## Assigned task
Each line from the one containing "sol.read(n + i, k)))" through the end of the entries below should be transcribed exactly, and no other line.

## Provided records

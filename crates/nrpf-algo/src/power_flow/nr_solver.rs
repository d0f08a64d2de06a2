//! # Newton-Raphson iteration
//!
//! Each iteration solves the linearized system `Y·x = J` for the next
//! estimate of every unknown. Linear devices are stamped once and kept as a
//! baseline; only the nonlinear devices are re-stamped per iteration.
//!
//! ```text
//! ┌───────────────────────────────────────────────────────────────────┐
//! │  INIT     stamp invariant devices at v_init → checkpoint (Y, J)   │
//! │                                                                   │
//! │  ITERATE  J ← J_linear                                            │
//! │           stamp variable devices at v_prev                        │
//! │           validate Y, solve Y·v_next = J                          │
//! │           non-finite v_next          → Divergence error           │
//! │           max |v_next − v_prev| < tol → CONVERGED                 │
//! │           limit step on masked unknowns, v_prev ← v_prev + step   │
//! │           Y ← checkpoint                                          │
//! │                                                                   │
//! │  FAILURE  iteration budget exhausted → not converged              │
//! └───────────────────────────────────────────────────────────────────┘
//! ```
//!
//! Convergence is judged on the infinity norm of the raw Newton step, not
//! on residuals; residuals are available after the solve for diagnostics.

use std::sync::Arc;

use tracing::{debug, info, warn};

use nrpf_core::{LinearSystemBackend, NrpfError, NrpfResult, PowerFlowSettings};

use crate::network::NetworkModel;
use crate::sparse::MatrixBuilder;

/// Result of a single Newton-Raphson run.
#[derive(Debug, Clone, PartialEq)]
pub struct NrOutcome {
    pub converged: bool,
    /// Final estimate (the converged point, or the last iterate)
    pub solution: Vec<f64>,
    /// Newton updates applied before the converging solve
    pub iterations: usize,
}

pub struct NrSolver {
    settings: PowerFlowSettings,
    backend: Arc<dyn LinearSystemBackend>,
}

impl NrSolver {
    /// Solver using the backend selected by `settings.linear_solver`.
    pub fn new(settings: PowerFlowSettings) -> Self {
        let backend = settings.linear_solver.build_solver();
        Self { settings, backend }
    }

    pub fn with_backend(settings: PowerFlowSettings, backend: Arc<dyn LinearSystemBackend>) -> Self {
        Self { settings, backend }
    }

    pub fn settings(&self) -> &PowerFlowSettings {
        &self.settings
    }

    /// Iterate from `v_init` with loads and generation scaled by `tx_factor`.
    pub fn run(&self, network: &NetworkModel, v_init: &[f64], tx_factor: f64) -> NrpfResult<NrOutcome> {
        let size = network.size();
        if v_init.len() != size {
            return Err(NrpfError::Network(format!(
                "initial vector has {} entries, network has {} unknowns",
                v_init.len(),
                size
            )));
        }

        let mut y = MatrixBuilder::new(size);
        let mut j_linear = vec![0.0; size];
        network.stamp(network.invariant(), &mut y, &mut j_linear, v_init, tx_factor)?;
        let linear_index = y.get_usage();

        let mask = network.limiting_mask();
        let limits = self.settings.voltage_limits;
        let mut v_previous = v_init.to_vec();

        for iteration in 0..self.settings.max_iterations {
            let mut j = j_linear.clone();
            network.stamp(network.variable(), &mut y, &mut j, &v_previous, tx_factor)?;

            y.assert_valid(true)?;
            let matrix = y.to_matrix()?;
            let v_next = self.backend.solve(&matrix, &j)?;

            if let Some(pos) = v_next.iter().position(|x| !x.is_finite()) {
                return Err(NrpfError::Divergence {
                    iteration,
                    message: format!(
                        "unknown {} ({:?}) is {}",
                        pos,
                        network.nodes().kind(pos),
                        v_next[pos]
                    ),
                });
            }

            let mut diff: Vec<f64> = v_next
                .iter()
                .zip(&v_previous)
                .map(|(next, prev)| next - prev)
                .collect();
            let err = diff.iter().fold(0.0f64, |acc, d| acc.max(d.abs()));
            debug!(iteration, tx_factor, step_norm = err, "newton iteration");

            if err < self.settings.tolerance {
                info!(iterations = iteration, tx_factor, "newton-raphson converged");
                return Ok(NrOutcome {
                    converged: true,
                    solution: v_next,
                    iterations: iteration,
                });
            }

            if self.settings.voltage_limiting {
                for (k, d) in diff.iter_mut().enumerate() {
                    if mask[k] {
                        *d = d.clamp(-limits.max_step, limits.max_step);
                    }
                }
            }
            for (k, d) in diff.iter().enumerate() {
                let next = v_previous[k] + d;
                v_previous[k] = if self.settings.voltage_limiting && mask[k] {
                    next.clamp(limits.min, limits.max)
                } else {
                    next
                };
            }

            y.clear(linear_index);
        }

        warn!(
            max_iterations = self.settings.max_iterations,
            tx_factor,
            "newton-raphson did not converge"
        );
        Ok(NrOutcome {
            converged: false,
            solution: v_previous,
            iterations: self.settings.max_iterations,
        })
    }
}
//! Transmission and distribution lines.
//!
//! A line of `n` conductors is described by its series impedance matrix
//! `Z` (n×n, self terms on the diagonal, mutual terms off it) and an
//! optional shunt susceptance matrix `B`. The series admittance is `Z⁻¹`;
//! half of `B` is placed at each end.

use faer::prelude::*;
use faer::solvers::PartialPivLu;
use faer::Mat;
use nrpf_core::{BusId, NrpfError, NrpfResult};
use num_complex::Complex64;

use crate::sparse::MatrixBuilder;

use super::branch::Coupling;
use super::{Stamp, StampContext};

/// Admittance magnitude past which an inverted impedance is treated as singular.
const SINGULAR_ADMITTANCE: f64 = 1e15;

#[derive(Debug, Clone, PartialEq)]
pub struct TransmissionLine {
    pub name: String,
    pub from: Vec<BusId>,
    pub to: Vec<BusId>,
    admittance: Vec<Vec<Complex64>>,
    shunt_b: Vec<Vec<f64>>,
}

impl TransmissionLine {
    pub fn new(
        name: impl Into<String>,
        from: Vec<BusId>,
        to: Vec<BusId>,
        impedance: Vec<Vec<Complex64>>,
        shunt_b: Option<Vec<Vec<f64>>>,
    ) -> NrpfResult<Self> {
        let name = name.into();
        let n = from.len();
        if n == 0 || to.len() != n {
            return Err(NrpfError::Modeling(format!(
                "line {}: {} from phases and {} to phases",
                name,
                n,
                to.len()
            )));
        }
        if impedance.len() != n || impedance.iter().any(|row| row.len() != n) {
            return Err(NrpfError::Modeling(format!(
                "line {}: impedance matrix must be {}x{}",
                name, n, n
            )));
        }
        let shunt_b = shunt_b.unwrap_or_else(|| vec![vec![0.0; n]; n]);
        if shunt_b.len() != n || shunt_b.iter().any(|row| row.len() != n) {
            return Err(NrpfError::Modeling(format!(
                "line {}: shunt susceptance matrix must be {}x{}",
                name, n, n
            )));
        }
        let admittance = invert(&impedance).ok_or_else(|| {
            NrpfError::Modeling(format!("line {}: impedance matrix is singular", name))
        })?;

        Ok(Self {
            name,
            from,
            to,
            admittance,
            shunt_b,
        })
    }

    /// Positive-sequence line from per-unit `r`, `x` and total charging `b`.
    pub fn single_phase(
        name: impl Into<String>,
        from: BusId,
        to: BusId,
        r: f64,
        x: f64,
        b: f64,
    ) -> NrpfResult<Self> {
        Self::new(
            name,
            vec![from],
            vec![to],
            vec![vec![Complex64::new(r, x)]],
            Some(vec![vec![b]]),
        )
    }

    pub fn phases(&self) -> usize {
        self.from.len()
    }

    /// Series admittance matrix `Z⁻¹`.
    pub fn admittance(&self) -> &[Vec<Complex64>] {
        &self.admittance
    }

    fn couplings(&self, ctx: &StampContext<'_>) -> NrpfResult<Vec<Coupling>> {
        let n = self.phases();
        let from = self
            .from
            .iter()
            .map(|&bus| ctx.nodes.bus(bus))
            .collect::<NrpfResult<Vec<_>>>()?;
        let to = self
            .to
            .iter()
            .map(|&bus| ctx.nodes.bus(bus))
            .collect::<NrpfResult<Vec<_>>>()?;

        let mut out = Vec::with_capacity(3 * n * n);
        for i in 0..n {
            for k in 0..n {
                let y = self.admittance[i][k];
                if y.norm_sqr() > 0.0 {
                    out.push(Coupling {
                        a: Some(from[i]),
                        b: Some(to[i]),
                        c: Some(from[k]),
                        d: Some(to[k]),
                        g: y.re,
                        b_susceptance: y.im,
                    });
                }
                let half_b = self.shunt_b[i][k] / 2.0;
                if half_b != 0.0 {
                    for end in [&from, &to] {
                        out.push(Coupling {
                            a: Some(end[i]),
                            b: None,
                            c: Some(end[k]),
                            d: None,
                            g: 0.0,
                            b_susceptance: half_b,
                        });
                    }
                }
            }
        }
        Ok(out)
    }
}

impl Stamp for TransmissionLine {
    fn stamp_primal(
        &self,
        y: &mut MatrixBuilder,
        _j: &mut [f64],
        _v: &[f64],
        ctx: &StampContext<'_>,
    ) -> NrpfResult<()> {
        for coupling in self.couplings(ctx)? {
            coupling.stamp_primal(y);
        }
        Ok(())
    }

    fn stamp_dual(
        &self,
        y: &mut MatrixBuilder,
        j: &mut [f64],
        v: &[f64],
        ctx: &StampContext<'_>,
    ) -> NrpfResult<()> {
        for coupling in self.couplings(ctx)? {
            coupling.stamp_dual(y, j, v)?;
        }
        Ok(())
    }
}

/// Inverts `Z = R + jX` through its real block form `[[R, -X], [X, R]]`,
/// solving for the first `n` columns of the inverse with a dense LU.
/// `None` when the result is non-finite or past `SINGULAR_ADMITTANCE`.
fn invert(matrix: &[Vec<Complex64>]) -> Option<Vec<Vec<Complex64>>> {
    let n = matrix.len();
    let mut block = Mat::<f64>::zeros(2 * n, 2 * n);
    for (i, row) in matrix.iter().enumerate() {
        for (k, z) in row.iter().enumerate() {
            block.write(i, k, z.re);
            block.write(i, n + k, -z.im);
            block.write(n + i, k, z.im);
            block.write(n + i, n + k, z.re);
        }
    }
    let identity = Mat::from_fn(2 * n, n, |i, k| if i == k { 1.0 } else { 0.0 });

    let lu = PartialPivLu::new(block.as_ref());
    let sol = lu.solve(&identity);

    let inv: Vec<Vec<Complex64>> = (0..n)
        .map(|i| {
            (0..n)
                .map(|k| Complex64::new(sol.read(i, k), sol.read(n + i, k)))
                .collect()
        })
        .collect();
    let singular = inv
        .iter()
        .flatten()
        .any(|y| !y.re.is_finite() || !y.im.is_finite() || y.norm() > SINGULAR_ADMITTANCE);
    (!singular).then_some(inv)
}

## Answer to this task
                .map(|k| Complex64::new(sol.read(i, k), sol.read(n + i, k)))
                .collect()
        })
        .collect();
    let singular = inv
        .iter()
        .flatten()
        .any(|y| !y.re.is_finite() || !y.im.is_finite() || y.norm() > SINGULAR_ADMITTANCE);
    (!singular).then_some(inv)
}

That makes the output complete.